Banana farmers picket Ministry of Agriculture

Disgruntled banana farmers expressed their dissatisfaction with the Ministry of Agriculture by staging a picket outside the Ministry’s Kingstown offices last week.{{more}}

Calls for the Ministry of Agriculture to accept full responsibility for the current state that the banana industry has found itself in, and for the proper compensation of farmers were voiced and written on the placards borne by the unhappy men and women who stood outside the Ministry’s offices on Friday, September 23.

Chairperson of the Grand Sable Free Trade Group Cordelia Scott, who was present at a meeting of banana stakeholders last Tuesday, September 20, indicated that she was not satisfied with the answers given by ministry officials at that meeting, in relation to assistance from the ministry.

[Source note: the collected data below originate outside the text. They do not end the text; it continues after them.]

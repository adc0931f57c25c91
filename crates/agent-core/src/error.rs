//! Error Types

use thiserror::Error;

/// Result type alias for agent operations
pub type Result<T> = std::result::Result<T, AgentError>;

/// Agent error types
#[derive(Error, Debug)]
pub enum AgentError {
    /// LLM provider error
    #[error("Provider error: {0}")]
    Provider(String),

    /// Provider unavailable or not responding
    #[error("Provider unavailable: {0}")]
    ProviderUnavailable(String),

    /// Tool not found in registry
    #[error("Tool not found: {0}")]
    ToolNotFound(String),

    /// Tool validation failed
    #[error("Tool validation error: {0}")]
    ToolValidation(String),

    /// Tool execution failed
    #[error("Tool execution error: {0}")]
    ToolExecution(String),

    /// Maximum iterations reached in reasoning loop
    #[error("Maximum iterations ({0}) reached")]
    MaxIterations(usize),

    /// Configuration error
    #[error("Configuration error: {0}")]
    Config(String),

    /// JSON serialization error
    #[error("JSON error: {0}")]
    Json(#[from] serde_json::Error),

    /// Other/unknown error
    #[error("{0}")]
    Other(String),
}

impl From<anyhow::Error> for AgentError {
    fn from(err: anyhow::Error) -> Self {
        AgentError::Other(err.to_string())
    }
}
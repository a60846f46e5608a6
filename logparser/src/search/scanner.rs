//! Per-file line classification.
//!
//! A [`LineScanner`] walks the lines of one file and decides for each line
//! whether it starts an entry (a line of interest), continues the current
//! entry, or is irrelevant. The decision only depends on the current
//! [`ScanState`] and the line itself:
//!
//! | state             | line                          | emits        | next state             |
//! |-------------------|-------------------------------|--------------|------------------------|
//! | `AfterMatch(n)`   | continuation, `n < limit`     | continuation | `AfterMatch(n + 1)`    |
//! | `AfterMatch(n)`   | continuation, `n == limit`    | nothing      | `AfterMatch(n)`        |
//! | any               | line of interest              | interest     | `AfterMatch(0)`        |
//! | any               | anything else                 | nothing      | `Idle`                 |
//!
//! Lines end at `\n`, `\r\n` or a lone `\r`.
//!
//! Rows are tried top to bottom. Once the counter reaches the limit, further
//! continuation lines are dropped and the state stays at `AfterMatch(limit)`
//! until a line that is not a continuation arrives.
use std::io::BufRead;
use std::path::PathBuf;
use tracing::{trace, warn};

use super::matcher::PatternMatcher;
use crate::config::EncodingMode;
use crate::errors::{ParseError, ParseResult};

/// Continuation state of the scanner
#[derive(Debug, Clone, Copy, PartialEq, Eq, Default)]
pub enum ScanState {
    /// No line of interest is active
    #[default]
    Idle,
    /// A line of interest was seen; holds the continuation lines emitted since
    AfterMatch(usize),
}

/// Classification of an emitted line
#[derive(Debug, Clone, Copy, PartialEq, Eq)]
pub enum LineKind {
    /// Starts a new entry
    Interest,
    /// Belongs to the entry started by the last line of interest
    Continuation,
}

/// One line selected by the scanner
#[derive(Debug, Clone, PartialEq, Eq)]
pub struct ScannedLine {
    /// Line text without its terminator
    pub text: String,
    /// 1-based line number in the source file
    pub line_number: u64,
    pub kind: LineKind,
}

impl ScannedLine {
    pub fn is_continuation(&self) -> bool {
        self.kind == LineKind::Continuation
    }
}

/// The line classification state machine
#[derive(Debug, Clone)]
pub struct LineScanner<'p> {
    lines: &'p PatternMatcher,
    continuations: &'p PatternMatcher,
    limit: usize,
    state: ScanState,
}

impl<'p> LineScanner<'p> {
    /// Creates a scanner in the `Idle` state.
    ///
    /// `limit` caps the continuation lines per line of interest; `usize::MAX`
    /// means unbounded.
    pub fn new(lines: &'p PatternMatcher, continuations: &'p PatternMatcher, limit: usize) -> Self {
        Self {
            lines,
            continuations,
            limit,
            state: ScanState::Idle,
        }
    }

    pub fn state(&self) -> ScanState {
        self.state
    }

    /// Classifies one line and advances the state.
    ///
    /// Returns `None` for lines that are not emitted.
    pub fn classify(&mut self, line: &str) -> Option<LineKind> {
        let (kind, next) = match self.state {
            ScanState::AfterMatch(count) if self.continuations.is_match(line) => {
                if count < self.limit {
                    (Some(LineKind::Continuation), ScanState::AfterMatch(count + 1))
                } else {
                    // Limit reached: drop the line, keep the run frozen
                    (None, ScanState::AfterMatch(count))
                }
            }
            _ if self.lines.is_match(line) => (Some(LineKind::Interest), ScanState::AfterMatch(0)),
            _ => (None, ScanState::Idle),
        };
        trace!("{:?} -> {:?} ({:?})", self.state, next, kind);
        self.state = next;
        kind
    }
}

/// Lazily scans a reader, yielding only the lines the scanner emits
pub struct ScannedLines<'p, R> {
    reader: R,
    scanner: LineScanner<'p>,
    path: PathBuf,
    encoding_mode: EncodingMode,
    line_number: u64,
    buffer: Vec<u8>,
    replaced_invalid: bool,
    /// The previous line ended in `\r`; a directly following `\n` belongs to it
    skip_line_feed: bool,
}

impl<'p, R: BufRead> ScannedLines<'p, R> {
    pub fn new(
        reader: R,
        scanner: LineScanner<'p>,
        path: impl Into<PathBuf>,
        encoding_mode: EncodingMode,
    ) -> Self {
        Self {
            reader,
            scanner,
            path: path.into(),
            encoding_mode,
            line_number: 0,
            buffer: Vec::with_capacity(256),
            replaced_invalid: false,
            skip_line_feed: false,
        }
    }

    /// Reads the next raw line; `None` at end of input
    fn read_line(&mut self) -> ParseResult<Option<String>> {
        let found = self
            .fill_line()
            .map_err(|e| ParseError::io(&self.path, e))?;
        if !found {
            return Ok(None);
        }
        self.line_number += 1;
        self.decode().map(Some)
    }

    /// Moves the next line into `buffer` without its terminator.
    ///
    /// `\n`, `\r\n` and a lone `\r` all end a line. Returns false at end of input.
    fn fill_line(&mut self) -> std::io::Result<bool> {
        self.buffer.clear();
        let mut partial = false;
        loop {
            let available = self.reader.fill_buf()?;
            if available.is_empty() {
                return Ok(partial);
            }
            if self.skip_line_feed {
                self.skip_line_feed = false;
                if available[0] == b'\n' {
                    self.reader.consume(1);
                    continue;
                }
            }
            match available.iter().position(|&b| b == b'\n' || b == b'\r') {
                Some(end) => {
                    self.skip_line_feed = available[end] == b'\r';
                    self.buffer.extend_from_slice(&available[..end]);
                    self.reader.consume(end + 1);
                    return Ok(true);
                }
                None => {
                    let len = available.len();
                    self.buffer.extend_from_slice(available);
                    self.reader.consume(len);
                    partial = true;
                }
            }
        }
    }

    fn decode(&mut self) -> ParseResult<String> {
        match self.encoding_mode {
            EncodingMode::FailFast => String::from_utf8(std::mem::take(&mut self.buffer))
                .map_err(|e| ParseError::encoding_error(&self.path, self.line_number, e)),
            EncodingMode::Lossy => {
                let decoded = String::from_utf8_lossy(&self.buffer);
                if let std::borrow::Cow::Owned(_) = decoded {
                    if !self.replaced_invalid {
                        warn!(
                            "Invalid UTF-8 replaced in file: {} (first at line {})",
                            self.path.display(),
                            self.line_number
                        );
                        self.replaced_invalid = true;
                    }
                }
                Ok(decoded.into_owned())
            }
        }
    }
}

impl<R: BufRead> Iterator for ScannedLines<'_, R> {
    type Item = ParseResult<ScannedLine>;

    fn next(&mut self) -> Option<Self::Item> {
        loop {
            let text = match self.read_line() {
                Ok(Some(text)) => text,
                Ok(None) => return None,
                Err(e) => return Some(Err(e)),
            };
            if let Some(kind) = self.scanner.classify(&text) {
                return Some(Ok(ScannedLine {
                    text,
                    line_number: self.line_number,
                    kind,
                }));
            }
        }
    }
}
use config::{Config as ConfigBuilder, ConfigError, File};
use serde::{Deserialize, Serialize};
use std::path::{Path, PathBuf};

use crate::errors::{ParseError, ParseResult};

/// Default value for [`ParserConfig::output_dir`]
pub const DEFAULT_OUTPUT_DIR: &str = "./logparser_results";
/// Default value for [`ParserConfig::file_patterns`]
pub const DEFAULT_FILE_PATTERN: &str = "*.log";
/// Default value for [`ParserConfig::line_patterns`]
pub const DEFAULT_LINE_PATTERN: &str = r".*(E|e)xception:.+";
/// Default value for [`ParserConfig::time_pattern`]
pub const DEFAULT_TIME_PATTERN: &str = r"\[[\d\.:aApPmM ]+\]\s?";
/// Default value for [`ParserConfig::continuation_patterns`]
pub const DEFAULT_CONTINUATION_PATTERN: &str = r"(\s+at|Caused by:).+";
/// Default value for [`ParserConfig::continuation_line_count`]
pub const DEFAULT_CONTINUATION_LINE_COUNT: i64 = 50;

/// How to handle bytes in a source file that are not valid UTF-8
#[derive(Debug, Clone, Copy, PartialEq, Eq, Default, Serialize, Deserialize)]
#[serde(rename_all = "lowercase")]
pub enum EncodingMode {
    /// Abort the run on the first invalid line
    FailFast,
    /// Replace invalid sequences with U+FFFD and keep going
    #[default]
    Lossy,
}

impl std::str::FromStr for EncodingMode {
    type Err = ParseError;

    fn from_str(s: &str) -> Result<Self, Self::Err> {
        match s.to_ascii_lowercase().as_str() {
            "failfast" => Ok(EncodingMode::FailFast),
            "lossy" => Ok(EncodingMode::Lossy),
            other => Err(ParseError::config_error(format!(
                "Unknown encoding mode '{}' (expected failfast or lossy)",
                other
            ))),
        }
    }
}

/// Options for one parser run.
///
/// # Configuration Locations
///
/// Values are layered from these files, later ones taking precedence:
/// 1. Global `$HOME/.config/logparser/config.yaml`
/// 2. Local `.logparser.yaml` in the current directory
/// 3. Custom config file specified via `--config`
///
/// Command line arguments are applied last through [`ParserConfig::merge_with_cli`].
///
/// # Configuration Format
///
/// ```yaml
/// input: "./logs"
/// output_dir: "./logparser_results"
/// file_patterns: ["*.log", "*.txt"]
/// line_patterns: ['.*(E|e)xception:.+']
/// time_pattern: '\[[\d\.:aApPmM ]+\]\s?'
/// continuation_patterns: ['(\s+at|Caused by:).+']
/// # Negative values mean "no limit"
/// continuation_line_count: 50
/// prepend_origin: false
/// aggregate: true
/// encoding_mode: lossy
/// log_level: info
/// ```
#[derive(Debug, Clone, PartialEq, Serialize, Deserialize)]
pub struct ParserConfig {
    /// File or directory to traverse
    #[serde(default = "default_input")]
    pub input: PathBuf,

    /// Directory receiving the results; recreated on every run
    #[serde(default = "default_output_dir")]
    pub output_dir: PathBuf,

    /// Wildcard patterns for file names (`*` matches any run of characters).
    /// An empty list accepts every file.
    #[serde(default = "default_file_patterns")]
    pub file_patterns: Vec<String>,

    /// Regular expressions a whole line must match to be of interest
    #[serde(default = "default_line_patterns")]
    pub line_patterns: Vec<String>,

    /// Regular expression locating the timestamp inside a line of interest
    #[serde(default = "default_time_pattern")]
    pub time_pattern: String,

    /// Regular expressions a whole line must match to continue an entry
    #[serde(default = "default_continuation_patterns")]
    pub continuation_patterns: Vec<String>,

    /// Maximum continuation lines captured per line of interest
    #[serde(default = "default_continuation_line_count")]
    pub continuation_line_count: i64,

    /// Write `### Original line: <n> ###` before each line of interest
    #[serde(default)]
    pub prepend_origin: bool,

    /// Deduplicate entries across files instead of writing filtered copies
    #[serde(default)]
    pub aggregate: bool,

    /// Handling of invalid UTF-8 in source files
    #[serde(default)]
    pub encoding_mode: EncodingMode,

    /// Log level (trace, debug, info, warn, error)
    #[serde(default = "default_log_level")]
    pub log_level: String,
}

/// Options given explicitly on the command line.
///
/// `None` means "not given" and keeps the value from the configuration files.
#[derive(Debug, Clone, Default, PartialEq)]
pub struct CliOverrides {
    pub input: Option<PathBuf>,
    pub output_dir: Option<PathBuf>,
    pub file_patterns: Option<Vec<String>>,
    pub line_patterns: Option<Vec<String>>,
    pub time_pattern: Option<String>,
    pub continuation_patterns: Option<Vec<String>>,
    pub continuation_line_count: Option<i64>,
    pub prepend_origin: Option<bool>,
    pub aggregate: Option<bool>,
    pub encoding_mode: Option<EncodingMode>,
    pub log_level: Option<String>,
}

fn default_input() -> PathBuf {
    PathBuf::from(".")
}

fn default_output_dir() -> PathBuf {
    PathBuf::from(DEFAULT_OUTPUT_DIR)
}

fn default_file_patterns() -> Vec<String> {
    vec![DEFAULT_FILE_PATTERN.to_string()]
}

fn default_line_patterns() -> Vec<String> {
    vec![DEFAULT_LINE_PATTERN.to_string()]
}

fn default_time_pattern() -> String {
    DEFAULT_TIME_PATTERN.to_string()
}

fn default_continuation_patterns() -> Vec<String> {
    vec![DEFAULT_CONTINUATION_PATTERN.to_string()]
}

fn default_continuation_line_count() -> i64 {
    DEFAULT_CONTINUATION_LINE_COUNT
}

fn default_log_level() -> String {
    "info".to_string()
}

impl Default for ParserConfig {
    fn default() -> Self {
        Self {
            input: default_input(),
            output_dir: default_output_dir(),
            file_patterns: default_file_patterns(),
            line_patterns: default_line_patterns(),
            time_pattern: default_time_pattern(),
            continuation_patterns: default_continuation_patterns(),
            continuation_line_count: default_continuation_line_count(),
            prepend_origin: false,
            aggregate: false,
            encoding_mode: EncodingMode::default(),
            log_level: default_log_level(),
        }
    }
}

impl ParserConfig {
    /// Creates a default configuration for the given input and output paths
    pub fn new(input: impl Into<PathBuf>, output_dir: impl Into<PathBuf>) -> Self {
        Self {
            input: input.into(),
            output_dir: output_dir.into(),
            ..Self::default()
        }
    }

    /// Loads configuration from the default locations plus a specific file
    pub fn load_from(config_path: Option<&Path>) -> Result<Self, ConfigError> {
        let mut builder = ConfigBuilder::builder();

        let config_files = [
            // Global config
            dirs::config_dir().map(|p| p.join("logparser/config.yaml")),
            // Local config
            Some(PathBuf::from(".logparser.yaml")),
        ];

        for path in config_files.iter().flatten() {
            if path.exists() {
                builder = builder.add_source(File::from(path.as_path()));
            }
        }

        // An explicitly requested file has to exist
        if let Some(path) = config_path {
            builder = builder.add_source(File::from(path));
        }

        builder.build()?.try_deserialize()
    }

    /// Applies the values given explicitly on the command line.
    ///
    /// Every `Some` replaces the file value, even when it equals the default.
    pub fn merge_with_cli(mut self, cli: CliOverrides) -> Self {
        if let Some(input) = cli.input {
            self.input = input;
        }
        if let Some(output_dir) = cli.output_dir {
            self.output_dir = output_dir;
        }
        if let Some(file_patterns) = cli.file_patterns {
            self.file_patterns = file_patterns;
        }
        if let Some(line_patterns) = cli.line_patterns {
            self.line_patterns = line_patterns;
        }
        if let Some(time_pattern) = cli.time_pattern {
            self.time_pattern = time_pattern;
        }
        if let Some(continuation_patterns) = cli.continuation_patterns {
            self.continuation_patterns = continuation_patterns;
        }
        if let Some(count) = cli.continuation_line_count {
            self.continuation_line_count = count;
        }
        if let Some(prepend_origin) = cli.prepend_origin {
            self.prepend_origin = prepend_origin;
        }
        if let Some(aggregate) = cli.aggregate {
            self.aggregate = aggregate;
        }
        if let Some(encoding_mode) = cli.encoding_mode {
            self.encoding_mode = encoding_mode;
        }
        if let Some(log_level) = cli.log_level {
            self.log_level = log_level;
        }
        self
    }

    /// Checks option values that the type system cannot
    pub fn validate(&self) -> ParseResult<()> {
        if self.line_patterns.is_empty() {
            return Err(ParseError::config_error(
                "At least one line pattern is required",
            ));
        }
        Ok(())
    }

    /// Continuation limit as seen by the line scanner; negative counts mean unbounded
    pub fn continuation_limit(&self) -> usize {
        continuation_limit(self.continuation_line_count)
    }
}

/// Translates a configured continuation count into a scanner limit.
///
/// Negative values map to `usize::MAX`, which the scanner can never reach.
pub fn continuation_limit(configured: i64) -> usize {
    usize::try_from(configured).unwrap_or(usize::MAX)
}
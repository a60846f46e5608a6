//! Result types for parser runs.
//!
//! The central type is [`LogAggregation`], the deduplicating store used in
//! aggregate mode. Its only mutation is [`LogAggregation::record`]: an entry
//! text is inserted once and every later occurrence is appended to its origin
//! list, so the list always reflects recording order.
//!
//! ```rust,ignore
//! let mut aggregation = LogAggregation::new();
//! aggregation.record("Exception: boom".to_string(), origin_a);
//! aggregation.record("Exception: boom".to_string(), origin_b);
//! assert_eq!(aggregation.len(), 1);
//! assert_eq!(aggregation.origins("Exception: boom").unwrap().len(), 2);
//! ```
use std::collections::HashMap;
use std::path::{Path, PathBuf};

use crate::errors::ParseResult;

/// Text of one matched block: the line of interest without its timestamp,
/// followed by its continuation lines, newline-joined
pub type LogEntry = String;

/// Where one occurrence of an entry starts
#[derive(Debug, Clone, PartialEq, Eq)]
pub struct LogOrigin {
    /// 1-based line number of the line of interest
    pub line_number: u64,
    /// Timestamp found in the line of interest, empty if there was none
    pub timestamp: String,
    /// File the entry was found in
    pub file: PathBuf,
}

impl LogOrigin {
    pub fn new(line_number: u64, timestamp: impl Into<String>, file: impl Into<PathBuf>) -> Self {
        Self {
            line_number,
            timestamp: timestamp.into(),
            file: file.into(),
        }
    }
}

/// Unique entries mapped to every place they occurred, in first-seen order
#[derive(Debug, Clone, Default)]
pub struct LogAggregation {
    index: HashMap<LogEntry, usize>,
    entries: Vec<(LogEntry, Vec<LogOrigin>)>,
}

impl LogAggregation {
    pub fn new() -> Self {
        Default::default()
    }

    /// Appends an origin to the entry, creating the entry if it is new
    pub fn record(&mut self, entry: LogEntry, origin: LogOrigin) {
        match self.index.get(&entry) {
            Some(&slot) => self.entries[slot].1.push(origin),
            None => {
                self.index.insert(entry.clone(), self.entries.len());
                self.entries.push((entry, vec![origin]));
            }
        }
    }

    /// Number of unique entries
    pub fn len(&self) -> usize {
        self.entries.len()
    }

    pub fn is_empty(&self) -> bool {
        self.entries.is_empty()
    }

    /// Total number of recorded occurrences
    pub fn occurrences(&self) -> usize {
        self.entries.iter().map(|(_, origins)| origins.len()).sum()
    }

    /// Origins of an entry, in recording order
    pub fn origins(&self, entry: &str) -> Option<&[LogOrigin]> {
        self.index
            .get(entry)
            .map(|&slot| self.entries[slot].1.as_slice())
    }

    /// Entries with their origins, in first-seen order
    pub fn iter(&self) -> impl Iterator<Item = (&str, &[LogOrigin])> {
        self.entries
            .iter()
            .map(|(entry, origins)| (entry.as_str(), origins.as_slice()))
    }

    /// Writes one file per entry into `output_dir`, consuming the store
    pub fn flush(self, output_dir: &Path) -> ParseResult<usize> {
        crate::output::write_aggregation(&self, output_dir)
    }
}

/// Outcome of a complete run
#[derive(Debug, Clone, Default, PartialEq, Eq)]
pub struct ParseSummary {
    /// Files that passed the filename filter and were scanned
    pub files_scanned: usize,
    /// Files that produced at least one selected line
    pub files_matched: usize,
    /// Lines of interest and continuation lines selected across all files
    pub lines_selected: usize,
    /// Output files written
    pub files_written: usize,
    /// Unique entries (aggregate mode only)
    pub entries_written: usize,
    /// Directory entries the walker could not read
    pub entries_skipped: usize,
}

impl ParseSummary {
    pub fn new() -> Self {
        Default::default()
    }

    /// Accounts for one scanned file that selected `lines` lines
    pub fn add_file(&mut self, lines: usize) {
        self.files_scanned += 1;
        if lines > 0 {
            self.files_matched += 1;
            self.lines_selected += lines;
        }
    }
}

#[cfg(test)]
mod tests {
    use super::*;

    #[test]
    fn test_record_deduplicates_in_order() {
        let mut aggregation = LogAggregation::new();
        aggregation.record("Exception: a".to_string(), LogOrigin::new(1, "", "x.log"));
        aggregation.record("Exception: b".to_string(), LogOrigin::new(5, "[1:00]", "x.log"));
        aggregation.record("Exception: a".to_string(), LogOrigin::new(9, "[2:00]", "y.log"));
        aggregation.record("Exception: a".to_string(), LogOrigin::new(3, "", "z.log"));

        assert_eq!(aggregation.len(), 2);
        assert_eq!(aggregation.occurrences(), 4);

        let origins = aggregation.origins("Exception: a").unwrap();
        assert_eq!(origins.len(), 3);
        assert_eq!(origins[0], LogOrigin::new(1, "", "x.log"));
        assert_eq!(origins[1], LogOrigin::new(9, "[2:00]", "y.log"));
        assert_eq!(origins[2], LogOrigin::new(3, "", "z.log"));

        assert_eq!(aggregation.origins("Exception: b").unwrap().len(), 1);
        assert!(aggregation.origins("Exception: c").is_none());
    }

    #[test]
    fn test_iteration_is_first_seen_order() {
        let mut aggregation = LogAggregation::new();
        for name in ["c", "a", "b", "a", "c"] {
            aggregation.record(name.to_string(), LogOrigin::new(1, "", "f.log"));
        }

        let counts: Vec<(&str, usize)> = aggregation
            .iter()
            .map(|(entry, origins)| (entry, origins.len()))
            .collect();
        assert_eq!(counts, vec![("c", 2), ("a", 2), ("b", 1)]);
    }

    #[test]
    fn test_entries_compare_exactly() {
        let mut aggregation = LogAggregation::new();
        aggregation.record("Exception: a".to_string(), LogOrigin::new(1, "", "f.log"));
        aggregation.record("Exception: a ".to_string(), LogOrigin::new(2, "", "f.log"));
        aggregation.record("exception: a".to_string(), LogOrigin::new(3, "", "f.log"));
        assert_eq!(aggregation.len(), 3);
    }

    #[test]
    fn test_summary_counts() {
        let mut summary = ParseSummary::new();
        summary.add_file(0);
        summary.add_file(3);
        summary.add_file(2);

        assert_eq!(summary.files_scanned, 3);
        assert_eq!(summary.files_matched, 2);
        assert_eq!(summary.lines_selected, 5);
        assert_eq!(summary.files_written, 0);
        assert_eq!(summary.entries_skipped, 0);
    }
}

“I was looking forward to hearing the compensation that would be given to farmers. If it is in the books that they are supposed to be paying $3, $5, $10 for bananas when they are destroyed and… up to the time they didn’t say how much is going to be paid to those farmers who got their bananas cut down since 2009… only farmers who started to cut back from July of this year will be compensated; I think that is grossly unfair.

The Ministry of Agriculture was supposed to spray the bananas; they did start and then they lapsed; the cycles they were supposed to give never turned up and they took full responsibility of the situation we are in right now and still not compensating the farmers adequately.”

Scott said that the excuse given by Agriculture Minister Montgomery Daniel about documents being held back by a Ministry of Agriculture official for almost one month was unacceptable, and that the senior officials should have been more vigilant.

“If I have a farmer working with me I am supposed to make sure that what I tell him to do is done.

“If you have somebody working with you and for a month that document was on that desk, what are you doing? Are you not following up? So I don’t take that.

Who is responsible in the office? Is it the Minister? Is it the Chief? Is it the Minister of Finance?

We farmers need answers and money because the bills are not being paid.”

Commenting on the income support that farmers are supposed to receive, Scott lamented that farmers have complained that payments were not made to them; rather, they were told that they have other means of income, including shops, trucks and employment.

She said that this was also unfair, since the income support was to be given based on their banana farming and not on other factors.

She also noted that the promised two sacks of fertilizer were insufficient for the farmers, since it takes about four sacks per acre to sustain the banana plants.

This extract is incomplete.